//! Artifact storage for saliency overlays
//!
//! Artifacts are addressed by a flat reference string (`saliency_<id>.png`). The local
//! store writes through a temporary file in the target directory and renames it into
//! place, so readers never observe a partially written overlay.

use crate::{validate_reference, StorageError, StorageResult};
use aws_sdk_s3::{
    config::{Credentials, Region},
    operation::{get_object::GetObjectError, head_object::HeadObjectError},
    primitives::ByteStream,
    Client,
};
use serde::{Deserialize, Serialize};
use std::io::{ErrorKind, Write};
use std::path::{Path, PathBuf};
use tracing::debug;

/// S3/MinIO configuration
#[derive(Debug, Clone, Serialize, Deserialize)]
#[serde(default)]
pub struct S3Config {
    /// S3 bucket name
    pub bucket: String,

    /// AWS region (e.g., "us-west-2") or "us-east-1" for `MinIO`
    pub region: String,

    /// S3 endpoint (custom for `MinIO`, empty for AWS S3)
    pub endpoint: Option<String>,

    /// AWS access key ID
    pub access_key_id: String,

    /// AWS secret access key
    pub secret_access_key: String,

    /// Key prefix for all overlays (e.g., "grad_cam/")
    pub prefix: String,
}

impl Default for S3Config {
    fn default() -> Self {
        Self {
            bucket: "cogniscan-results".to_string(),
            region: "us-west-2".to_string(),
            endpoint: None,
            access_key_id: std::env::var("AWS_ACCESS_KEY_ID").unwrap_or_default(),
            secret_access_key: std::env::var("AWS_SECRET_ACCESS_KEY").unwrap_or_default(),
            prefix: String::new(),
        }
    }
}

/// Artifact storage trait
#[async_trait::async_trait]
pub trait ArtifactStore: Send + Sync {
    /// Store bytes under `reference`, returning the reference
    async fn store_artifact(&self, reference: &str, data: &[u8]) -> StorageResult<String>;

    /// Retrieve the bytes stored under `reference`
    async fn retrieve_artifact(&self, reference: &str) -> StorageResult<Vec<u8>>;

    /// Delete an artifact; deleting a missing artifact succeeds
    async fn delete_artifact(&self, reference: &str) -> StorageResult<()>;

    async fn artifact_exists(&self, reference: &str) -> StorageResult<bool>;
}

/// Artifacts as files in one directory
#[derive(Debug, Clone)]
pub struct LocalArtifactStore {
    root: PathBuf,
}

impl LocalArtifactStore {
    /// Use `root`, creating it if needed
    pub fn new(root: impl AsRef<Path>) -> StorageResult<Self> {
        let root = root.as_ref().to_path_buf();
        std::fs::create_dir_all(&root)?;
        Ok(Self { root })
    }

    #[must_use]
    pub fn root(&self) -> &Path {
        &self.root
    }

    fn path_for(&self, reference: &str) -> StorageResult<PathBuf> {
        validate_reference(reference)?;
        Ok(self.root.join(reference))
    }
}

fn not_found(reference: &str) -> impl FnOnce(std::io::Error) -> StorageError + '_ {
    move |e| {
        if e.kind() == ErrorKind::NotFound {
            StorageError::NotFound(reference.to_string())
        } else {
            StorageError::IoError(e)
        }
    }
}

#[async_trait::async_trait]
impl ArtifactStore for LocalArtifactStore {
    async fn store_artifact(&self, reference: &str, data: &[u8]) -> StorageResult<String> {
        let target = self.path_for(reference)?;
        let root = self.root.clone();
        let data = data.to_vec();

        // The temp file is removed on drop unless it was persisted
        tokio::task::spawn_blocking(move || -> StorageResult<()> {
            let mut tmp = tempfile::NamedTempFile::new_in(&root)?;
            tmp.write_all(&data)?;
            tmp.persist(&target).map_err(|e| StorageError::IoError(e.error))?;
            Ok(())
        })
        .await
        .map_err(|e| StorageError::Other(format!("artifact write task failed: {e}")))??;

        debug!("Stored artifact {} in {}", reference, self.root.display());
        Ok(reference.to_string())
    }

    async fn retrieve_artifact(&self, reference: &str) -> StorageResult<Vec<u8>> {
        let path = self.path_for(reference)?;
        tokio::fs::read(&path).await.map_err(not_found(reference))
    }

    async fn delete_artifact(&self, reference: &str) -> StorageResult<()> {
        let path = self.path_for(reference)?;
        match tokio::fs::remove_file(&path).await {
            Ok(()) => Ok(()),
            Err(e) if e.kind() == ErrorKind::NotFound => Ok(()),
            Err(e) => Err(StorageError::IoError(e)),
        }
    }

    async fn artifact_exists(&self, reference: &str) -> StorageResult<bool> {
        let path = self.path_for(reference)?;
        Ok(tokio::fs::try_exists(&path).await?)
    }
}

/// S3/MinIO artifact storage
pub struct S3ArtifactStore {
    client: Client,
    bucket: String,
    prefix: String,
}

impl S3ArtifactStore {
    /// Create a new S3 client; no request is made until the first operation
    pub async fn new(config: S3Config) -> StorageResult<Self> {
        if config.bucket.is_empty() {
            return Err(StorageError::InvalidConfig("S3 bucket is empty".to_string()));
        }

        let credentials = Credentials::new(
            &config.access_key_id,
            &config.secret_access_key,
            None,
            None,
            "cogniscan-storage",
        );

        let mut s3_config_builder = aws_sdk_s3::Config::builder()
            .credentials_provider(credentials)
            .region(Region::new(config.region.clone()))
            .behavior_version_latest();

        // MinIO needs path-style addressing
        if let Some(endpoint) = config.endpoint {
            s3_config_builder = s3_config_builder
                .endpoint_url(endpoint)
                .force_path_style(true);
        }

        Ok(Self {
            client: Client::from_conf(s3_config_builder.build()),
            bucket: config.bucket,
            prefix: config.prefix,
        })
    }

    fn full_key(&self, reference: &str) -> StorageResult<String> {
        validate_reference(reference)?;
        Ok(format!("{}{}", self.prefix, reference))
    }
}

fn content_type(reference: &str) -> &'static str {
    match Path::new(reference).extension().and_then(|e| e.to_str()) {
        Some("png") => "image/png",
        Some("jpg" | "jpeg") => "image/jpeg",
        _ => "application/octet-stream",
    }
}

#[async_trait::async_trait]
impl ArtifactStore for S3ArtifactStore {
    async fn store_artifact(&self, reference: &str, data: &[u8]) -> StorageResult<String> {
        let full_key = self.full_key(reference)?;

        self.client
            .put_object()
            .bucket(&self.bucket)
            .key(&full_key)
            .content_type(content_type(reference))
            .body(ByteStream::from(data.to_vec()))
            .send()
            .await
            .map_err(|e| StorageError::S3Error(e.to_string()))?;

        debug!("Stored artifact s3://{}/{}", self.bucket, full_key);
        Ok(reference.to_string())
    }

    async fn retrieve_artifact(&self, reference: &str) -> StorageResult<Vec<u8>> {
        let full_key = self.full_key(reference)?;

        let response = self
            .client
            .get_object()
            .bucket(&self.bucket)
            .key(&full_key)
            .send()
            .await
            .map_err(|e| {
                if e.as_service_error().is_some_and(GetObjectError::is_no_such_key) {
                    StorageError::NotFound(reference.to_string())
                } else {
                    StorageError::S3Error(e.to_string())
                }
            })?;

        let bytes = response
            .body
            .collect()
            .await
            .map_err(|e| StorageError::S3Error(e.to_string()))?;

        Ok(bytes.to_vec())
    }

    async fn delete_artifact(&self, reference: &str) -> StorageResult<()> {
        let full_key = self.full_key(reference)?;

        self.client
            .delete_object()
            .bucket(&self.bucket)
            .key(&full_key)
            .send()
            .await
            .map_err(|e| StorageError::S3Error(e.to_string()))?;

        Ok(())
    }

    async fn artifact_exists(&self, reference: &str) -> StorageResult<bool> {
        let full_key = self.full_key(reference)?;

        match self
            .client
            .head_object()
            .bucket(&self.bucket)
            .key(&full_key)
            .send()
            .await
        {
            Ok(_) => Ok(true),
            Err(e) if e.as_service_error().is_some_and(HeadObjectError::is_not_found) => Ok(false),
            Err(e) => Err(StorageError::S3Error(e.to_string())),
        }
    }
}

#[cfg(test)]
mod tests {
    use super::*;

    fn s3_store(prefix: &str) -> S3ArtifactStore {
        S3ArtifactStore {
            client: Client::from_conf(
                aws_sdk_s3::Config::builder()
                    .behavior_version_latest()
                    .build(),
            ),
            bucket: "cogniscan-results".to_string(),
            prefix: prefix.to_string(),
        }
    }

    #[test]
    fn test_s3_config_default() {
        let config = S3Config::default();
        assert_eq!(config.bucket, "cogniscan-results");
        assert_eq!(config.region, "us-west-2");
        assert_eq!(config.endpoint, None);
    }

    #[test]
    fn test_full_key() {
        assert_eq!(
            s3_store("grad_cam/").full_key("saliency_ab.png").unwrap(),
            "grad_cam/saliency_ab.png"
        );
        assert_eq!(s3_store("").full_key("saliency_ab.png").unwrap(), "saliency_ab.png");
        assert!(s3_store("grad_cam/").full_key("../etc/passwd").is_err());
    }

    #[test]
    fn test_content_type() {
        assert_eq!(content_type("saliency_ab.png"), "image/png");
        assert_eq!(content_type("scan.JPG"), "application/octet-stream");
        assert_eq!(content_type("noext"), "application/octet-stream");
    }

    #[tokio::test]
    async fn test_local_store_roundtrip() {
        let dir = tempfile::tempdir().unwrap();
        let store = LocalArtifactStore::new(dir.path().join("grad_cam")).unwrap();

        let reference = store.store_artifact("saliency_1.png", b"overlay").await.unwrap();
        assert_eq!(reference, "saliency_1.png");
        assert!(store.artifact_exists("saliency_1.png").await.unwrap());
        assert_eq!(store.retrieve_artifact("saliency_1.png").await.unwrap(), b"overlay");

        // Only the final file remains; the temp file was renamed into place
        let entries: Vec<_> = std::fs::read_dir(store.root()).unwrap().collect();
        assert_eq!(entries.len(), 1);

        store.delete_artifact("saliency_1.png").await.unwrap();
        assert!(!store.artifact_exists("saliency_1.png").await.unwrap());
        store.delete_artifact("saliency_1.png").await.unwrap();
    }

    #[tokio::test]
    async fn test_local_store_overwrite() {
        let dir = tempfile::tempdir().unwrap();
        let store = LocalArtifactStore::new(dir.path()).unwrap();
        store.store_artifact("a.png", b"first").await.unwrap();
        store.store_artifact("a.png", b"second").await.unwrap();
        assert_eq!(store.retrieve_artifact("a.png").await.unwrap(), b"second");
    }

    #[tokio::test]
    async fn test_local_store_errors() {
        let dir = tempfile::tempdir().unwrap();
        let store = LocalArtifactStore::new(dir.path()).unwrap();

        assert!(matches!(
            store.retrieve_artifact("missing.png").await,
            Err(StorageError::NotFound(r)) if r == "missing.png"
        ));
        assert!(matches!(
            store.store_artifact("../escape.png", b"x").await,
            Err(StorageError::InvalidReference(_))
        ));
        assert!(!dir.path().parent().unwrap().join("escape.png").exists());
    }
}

## Problem to solve
Extract the lines above, from the first one through the one containing "for AWS S3)", and return only those, unchanged.

## Expected answer
//! Artifact storage for saliency overlays
//!
//! Artifacts are addressed by a flat reference string (`saliency_<id>.png`). The local
//! store writes through a temporary file in the target directory and renames it into
//! place, so readers never observe a partially written overlay.

use crate::{validate_reference, StorageError, StorageResult};
use aws_sdk_s3::{
    config::{Credentials, Region},
    operation::{get_object::GetObjectError, head_object::HeadObjectError},
    primitives::ByteStream,
    Client,
};
use serde::{Deserialize, Serialize};
use std::io::{ErrorKind, Write};
use std::path::{Path, PathBuf};
use tracing::debug;

/// S3/MinIO configuration
#[derive(Debug, Clone, Serialize, Deserialize)]
#[serde(default)]
pub struct S3Config {
    /// S3 bucket name
    pub bucket: String,

    /// AWS region (e.g., "us-west-2") or "us-east-1" for `MinIO`
    pub region: String,

    /// S3 endpoint (custom for `MinIO`, empty for AWS S3)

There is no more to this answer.